It was five years ago. We sat on the bed, his hands resting on my lap and my hands cupping my face. We had just seen my Uncle Jeffrey at my mother’s house in Edgewood, Maryland, for the first time in years. 

“He looks so much like my grandma,” I said, my tears creating a small pool in my hands. 

My Uncle Jeffrey’s resemblance to Grandma is unlike any of her other children. I wasn’t ready to see her, but not to see her: her dark skin, her wide, bulged eyes and her hands, distinctly creased at the joints on her fingers.

I hadn’t talked to my husband about her much. Only once, when my sister and I abruptly exited his grandmother’s birthday celebration as they played “A Song For Mama” by Boyz II Men. We sang that to Grandma on her birthday every year. Now, the words of the song tap dance on an ache that hasn’t healed. Aside from that explanation, I tucked the rest away. I’ve gotten too good at that. 

I can’t be sure that I said I loved her the last time we spoke. It was over 15 years ago, when I still lived in Los Angeles. She called me on my 13th birthday; I was headed to California Pizza Kitchen with a couple of friends and my mom after school. Our call dropped just as I was passing my drama teacher's classroom. I thought I could call her back in the morning. 

Grandma died of a major heart attack that night – 57 years of life, gone. Three hours ahead and more than 2,000 miles away, the news flattened me. No one in my life had died before, no one this close, at least. 
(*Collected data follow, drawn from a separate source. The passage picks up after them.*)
//! Error types for the access mediator.

use credgate_consent::ConsentError;
use credgate_core::{CredentialType, Principal, ValidationError};
use credgate_store::StoreError;
use thiserror::Error;

use crate::ledger::LedgerError;

/// Errors that can occur during mediator operations.
#[derive(Debug, Error)]
pub enum MediatorError {
    /// Registry or consent error.
    #[error(transparent)]
    Consent(#[from] ConsentError),

    /// No valid consent covers the request. The denial has been logged,
    /// unless the log write itself failed.
    #[error("access denied: {requester} may not read {credential_type} of {owner}")]
    AccessDenied {
        owner: Principal,
        requester: Principal,
        credential_type: CredentialType,
    },

    /// Log index past the end.
    #[error("log index {index} out of range (len {len})")]
    IndexOutOfRange { index: u64, len: u64 },

    /// Ledger error on a read. Mint failures never surface here.
    #[error("ledger error: {0}")]
    Ledger(#[from] LedgerError),

    /// Storage error.
    #[error("storage error: {0}")]
    Store(#[from] StoreError),
}

impl From<ValidationError> for MediatorError {
    fn from(e: ValidationError) -> Self {
        MediatorError::Consent(ConsentError::Validation(e))
    }
}

/// Coarse classification of a [`MediatorError`].
#[derive(Debug, Clone, Copy, PartialEq, Eq, Hash)]
pub enum ErrorKind {
    /// Registration state is wrong for the call.
    Registration,
    /// A record the call needs does not exist.
    Lookup,
    /// An argument was rejected.
    Validation,
    /// Consent is missing or expired.
    Authorization,
    /// An index is out of range.
    Bounds,
    /// Storage or ledger failure.
    Internal,
}

impl MediatorError {
    pub fn kind(&self) -> ErrorKind {
        match self {
            MediatorError::Consent(e) => match e {
                ConsentError::AlreadyRegistered { .. }
                | ConsentError::NotRegistered { .. }
                | ConsentError::OwnerNotRegistered { .. }
                | ConsentError::RequesterNotRegistered { .. } => ErrorKind::Registration,
                ConsentError::CredentialNotFound { .. } | ConsentError::ConsentNotFound { .. } => {
                    ErrorKind::Lookup
                }
                ConsentError::Validation(_) => ErrorKind::Validation,
                ConsentError::Store(_) => ErrorKind::Internal,
            },
            MediatorError::AccessDenied { .. } => ErrorKind::Authorization,
            MediatorError::IndexOutOfRange { .. } => ErrorKind::Bounds,
            MediatorError::Ledger(_) | MediatorError::Store(_) => ErrorKind::Internal,
        }
    }
}

/// Result type for mediator operations.
pub type Result<T> = std::result::Result<T, MediatorError>;

#[cfg(test)]
mod tests {
    use super::*;

    #[test]
    fn test_kind_classification() {
        let alice = Principal::from_name("alice");

        let e = MediatorError::from(ConsentError::AlreadyRegistered { principal: alice });
        assert_eq!(e.kind(), ErrorKind::Registration);

        let e = MediatorError::from(ValidationError::SelfGrantForbidden { principal: alice });
        assert_eq!(e.kind(), ErrorKind::Validation);

        let e = MediatorError::IndexOutOfRange { index: 3, len: 3 };
        assert_eq!(e.kind(), ErrorKind::Bounds);
        assert_eq!(e.to_string(), "log index 3 out of range (len 3)");

        let e = MediatorError::from(StoreError::InvalidData("bad".into()));
        assert_eq!(e.kind(), ErrorKind::Internal);
    }
}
I left Baltimore in the early ‘90s when I was 3 and moved to Los Angeles when my mom married my former stepdad. My sister and I still came back to Baltimore to visit our dad for summers and Christmas. Grandma even came out to California a couple times. 

Jasmine Vaughn-Hall (far right) grew up in Los Angeles, California with her sister and step siblings. Her grandma (center) visited from Baltimore, Maryland a few times.

They messily divorced when I was in high school. My mom tried to reassemble her life in California, but Baltimore offered her more of an opportunity to do so. She needed to go back. College, though, would keep me in California. 

I hugged her tightly in front of her SUV packed with her belongings and our two miniature schnauzers. She told me she loved me, and I waited until she drove off before I cried. 

I moved back to the East Coast in 2016 after college and getting married, ready to start making a life of our own. One in five millennials has given up on homeownership; we wanted to transcend that statistic.

We bought our first house in my hometown in September 2021, less than two weeks before my husband’s 30th birthday. 

I should have been ecstatic. But being back in Baltimore made me realize how living on a different coast had let me distance myself from losing Grandma. Everywhere I look now, I see her face.

I drive past rowhomes in different corners of Baltimore, relying on navigation to keep me oriented. Some of the buildings are boarded up; others are freshly renovated with copper-colored bricks. Thinking of Grandma while in this city erodes entire blocks. Even the ones my sister and I once sprinted down to get her a Betty Boop purse from the Inner Harbor for Christmas.

I look up pictures of her old house online. It’s been sold and gutted to make room for marble tabletops and new memories. I don’t think I would even want to go inside if I could. 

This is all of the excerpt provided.